Return, word for word, only the lines of the data below that lie between the line with "pub use shopping::ShoppingService;" and the line with "doctor roster from", those two lines included.

+++++

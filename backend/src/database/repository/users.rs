use super::Repository;
use crate::database::User;
use crate::error::{conflict_on_unique, AppError, Result};
use chrono::{DateTime, Utc};
use uuid::Uuid;

impl Repository {
    /// Register a user; usernames are unique
    pub async fn create_user(
        &self,
        username: &str,
        email: &str,
        salary_cents: i64,
        now: DateTime<Utc>,
    ) -> Result<User> {
        let id = Uuid::new_v4().to_string();

        let user = sqlx::query_as::<_, User>(
            r#"
            INSERT INTO users (id, username, email, salary_cents, created_at)
            VALUES (?, ?, ?, ?, ?)
            RETURNING *
            "#,
        )
        .bind(&id)
        .bind(username)
        .bind(email)
        .bind(salary_cents)
        .bind(now)
        .fetch_one(&self.pool)
        .await
        .map_err(|e| conflict_on_unique(e, format!("username '{}' is taken", username)))?;

        tracing::debug!("Created user: {}", id);
        Ok(user)
    }

    pub async fn get_user(&self, id: &str) -> Result<User> {
        sqlx::query_as::<_, User>("SELECT * FROM users WHERE id = ?")
            .bind(id)
            .fetch_optional(&self.pool)
            .await?
            .ok_or_else(|| AppError::not_found("User", id))
    }

    pub async fn list_user_ids(&self) -> Result<Vec<String>> {
        let ids = sqlx::query_scalar("SELECT id FROM users ORDER BY created_at ASC")
            .fetch_all(&self.pool)
            .await?;

        Ok(ids)
    }

    pub async fn set_salary(&self, user_id: &str, salary_cents: i64) -> Result<()> {
        let rows = sqlx::query("UPDATE users SET salary_cents = ? WHERE id = ?")
            .bind(salary_cents)
            .bind(user_id)
            .execute(&self.pool)
            .await?
            .rows_affected();

        if rows == 0 {
            return Err(AppError::not_found("User", user_id));
        }
        Ok(())
    }
}
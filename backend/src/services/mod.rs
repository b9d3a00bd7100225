//! Services module
//!
//! Business logic that coordinates between callers and the repository.
//! Every operation takes the acting user's id explicitly.

pub mod discipline;
pub mod focus;
pub mod hobbies;
pub mod journal;
pub mod notifications;
pub mod rewards;
pub mod settings;
pub mod shopping;
pub mod tasks;
pub mod users;

pub use discipline::DisciplineService;
pub use focus::FocusSessionService;
pub use hobbies::HobbyService;
pub use journal::JournalService;
pub use notifications::{NotificationService, ReminderService};
pub use rewards::RewardService;
pub use settings::{AppSettings, SettingsService};
pub use shopping::ShoppingService;
pub use tasks::TaskService;
pub use users::{CategoryService, UserService};
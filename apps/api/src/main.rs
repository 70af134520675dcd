use std::sync::Arc;

use anyhow::Context;
use dotenv::dotenv;
use tokio::net::TcpListener;
use tower_http::cors::{Any, CorsLayer};
use tower_http::trace::{self, TraceLayer};
use tracing::{info, Level};
use tracing_subscriber::{layer::SubscriberExt, util::SubscriberInitExt};

mod router;

use appointment_cell::AppointmentStore;
use doctor_cell::DoctorDirectory;
use shared_config::AppConfig;

#[tokio::main]
async fn main() -> anyhow::Result<()> {
    // Loading Env Vars
    dotenv().ok();

    tracing_subscriber::registry()
        .with(tracing_subscriber::EnvFilter::new(
            std::env::var("RUST_LOG").unwrap_or_else(|_| "info,tower_http=debug".into()),
        ))
        .with(tracing_subscriber::fmt::layer())
        .init();

    info!("Starting clinic browse API server");

    let config = Arc::new(AppConfig::from_env());

    let directory = match &config.doctor_roster_path {
        Some(path) => DoctorDirectory::from_path(path)
            .with_context(|| format!("loading doctor roster from {}", path.display()))?,
        None => DoctorDirectory::builtin().context("loading built-in doctor roster")?,
    };
    info!("Doctor directory ready with {} doctors", directory.len());

    let kv = shared_database::connect(&config)
        .await
        .context("opening appointment storage")?;
    let store = AppointmentStore::load(kv, config.appointments_key.clone()).await;

    let cors = CorsLayer::new()
        .allow_origin(Any)
        .allow_methods(Any)
        .allow_headers(Any);

    let app = router::create_router(config.clone(), Arc::new(directory), Arc::new(store))
        .layer(
            TraceLayer::new_for_http()
                .make_span_with(trace::DefaultMakeSpan::new().level(Level::INFO))
                .on_response(trace::DefaultOnResponse::new().level(Level::INFO)),
        )
        .layer(cors);

    let addr = config.bind_addr();
    info!("Listening on {}", addr);

    let listener = TcpListener::bind(addr)
        .await
        .with_context(|| format!("binding {}", addr))?;
    axum::serve(listener, app).await.context("server error")?;

    Ok(())
}
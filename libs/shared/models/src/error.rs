use axum::{
    http::StatusCode,
    response::{IntoResponse, Response},
    Json,
};
use serde_json::json;
use thiserror::Error;

#[derive(Error, Debug)]
pub enum AppError {
    #[error("Not Found: {0}")]
    NotFound(String),

    #[error("Bad Request: {0}")]
    BadRequest(String),

    #[error("Internal Server Error: {0}")]
    Internal(String),

    #[error("Storage error: {0}")]
    Storage(String),

    #[error("Validation error: {0}")]
    ValidationError(String),

    #[error("Conflict: {0}")]
    Conflict(String),
}

impl AppError {
    pub fn status_code(&self) -> StatusCode {
        match self {
            AppError::NotFound(_) => StatusCode::NOT_FOUND,
            AppError::BadRequest(_) => StatusCode::BAD_REQUEST,
            AppError::Internal(_) => StatusCode::INTERNAL_SERVER_ERROR,
            AppError::Storage(_) => StatusCode::INTERNAL_SERVER_ERROR,
            AppError::ValidationError(_) => StatusCode::BAD_REQUEST,
            AppError::Conflict(_) => StatusCode::CONFLICT,
        }
    }

    fn message(&self) -> &str {
        match self {
            AppError::NotFound(msg)
            | AppError::BadRequest(msg)
            | AppError::Internal(msg)
            | AppError::Storage(msg)
            | AppError::ValidationError(msg)
            | AppError::Conflict(msg) => msg,
        }
    }
}

impl IntoResponse for AppError {
    fn into_response(self) -> Response {
        let status = self.status_code();
        let message = self.message();

        tracing::error!("Error: {}: {}", status, message);

        let body = Json(json!({
            "error": message
        }));

        (status, body).into_response()
    }
}

#[cfg(test)]
mod tests {
    use super::*;

    #[test]
    fn test_status_codes() {
        assert_eq!(AppError::NotFound("x".into()).status_code(), StatusCode::NOT_FOUND);
        assert_eq!(AppError::ValidationError("x".into()).status_code(), StatusCode::BAD_REQUEST);
        assert_eq!(AppError::Conflict("x".into()).status_code(), StatusCode::CONFLICT);
        assert_eq!(AppError::Storage("x".into()).status_code(), StatusCode::INTERNAL_SERVER_ERROR);
    }

    #[test]
    fn test_into_response_uses_variant_status() {
        let response = AppError::Conflict("slot taken".to_string()).into_response();
        assert_eq!(response.status(), StatusCode::CONFLICT);
    }
}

+++++

Output for this exercise ->
pub use shopping::ShoppingService;
pub use tasks::TaskService;
pub use users::{CategoryService, UserService};
filename apps/api/src/main.rs
repository 70af134520675dcd
use std::sync::Arc;

use anyhow::Context;
use dotenv::dotenv;
use tokio::net::TcpListener;
use tower_http::cors::{Any, CorsLayer};
use tower_http::trace::{self, TraceLayer};
use tracing::{info, Level};
use tracing_subscriber::{layer::SubscriberExt, util::SubscriberInitExt};

mod router;

use appointment_cell::AppointmentStore;
use doctor_cell::DoctorDirectory;
use shared_config::AppConfig;

#[tokio::main]
async fn main() -> anyhow::Result<()> {
    // Loading Env Vars
    dotenv().ok();

    tracing_subscriber::registry()
        .with(tracing_subscriber::EnvFilter::new(
            std::env::var("RUST_LOG").unwrap_or_else(|_| "info,tower_http=debug".into()),
        ))
        .with(tracing_subscriber::fmt::layer())
        .init();

    info!("Starting clinic browse API server");

    let config = Arc::new(AppConfig::from_env());

    let directory = match &config.doctor_roster_path {
        Some(path) => DoctorDirectory::from_path(path)
            .with_context(|| format!("loading doctor roster from {}", path.display()))?,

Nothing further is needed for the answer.